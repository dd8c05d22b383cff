//! This crate exposes a self-organizing map (Kohonen map) engine: a fixed grid of prototype
//! vectors on a rectangular or hexagonal lattice, streaming and offline training algorithms and
//! post-training analysis used to find correlated input features.
//!
//! A typical flow:
//!
//! - build a [`SomConfig`](crate::algorithms::som::SomConfig) and a random
//!   [`SomModel`](crate::algorithms::som::SomModel);
//! - train it with [`StreamingTrainer`](crate::training::StreamingTrainer) or
//!   [`OfflineTrainer`](crate::training::OfflineTrainer) on a
//!   [`Dataset`](crate::dataset::Dataset);
//! - extract component planes and compare them to group features which vary together.

#![warn(missing_docs)]

#[cfg(test)]
#[path = "../tests/helpers/mod.rs"]
#[macro_use]
pub mod helpers;

pub mod algorithms;
pub mod analysis;
pub mod dataset;
pub mod persistence;
pub mod prelude;
pub mod training;
pub mod utils;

= = = = =

▶ **WHAT NEEDS TO BE DONE**:
Each record must be transcribed word for word.

▶ **ANSWER BOX**:
repository dd8c05d22b383cff
//! This crate exposes a self-organizing map (Kohonen map) engine: a fixed grid of prototype
//! vectors on a rectangular or hexagonal lattice, streaming and offline training algorithms and
//! post-training analysis used to find correlated input features.
//!
//! A typical flow:
//!
//! - build a [`SomConfig`](crate::algorithms::som::SomConfig) and a random
//!   [`SomModel`](crate::algorithms::som::SomModel);
//! - train it with [`StreamingTrainer`](crate::training::StreamingTrainer) or
//!   [`OfflineTrainer`](crate::training::OfflineTrainer) on a
//!   [`Dataset`](crate::dataset::Dataset);
//! - extract component planes and compare them to group features which vary together.

#![warn(missing_docs)]

#[cfg(test)]
#[path = "../tests/helpers/mod.rs"]
#[macro_use]
pub mod helpers;

pub mod algorithms;
pub mod analysis;
pub mod dataset;
pub mod persistence;
pub mod prelude;
pub mod training;
pub mod utils;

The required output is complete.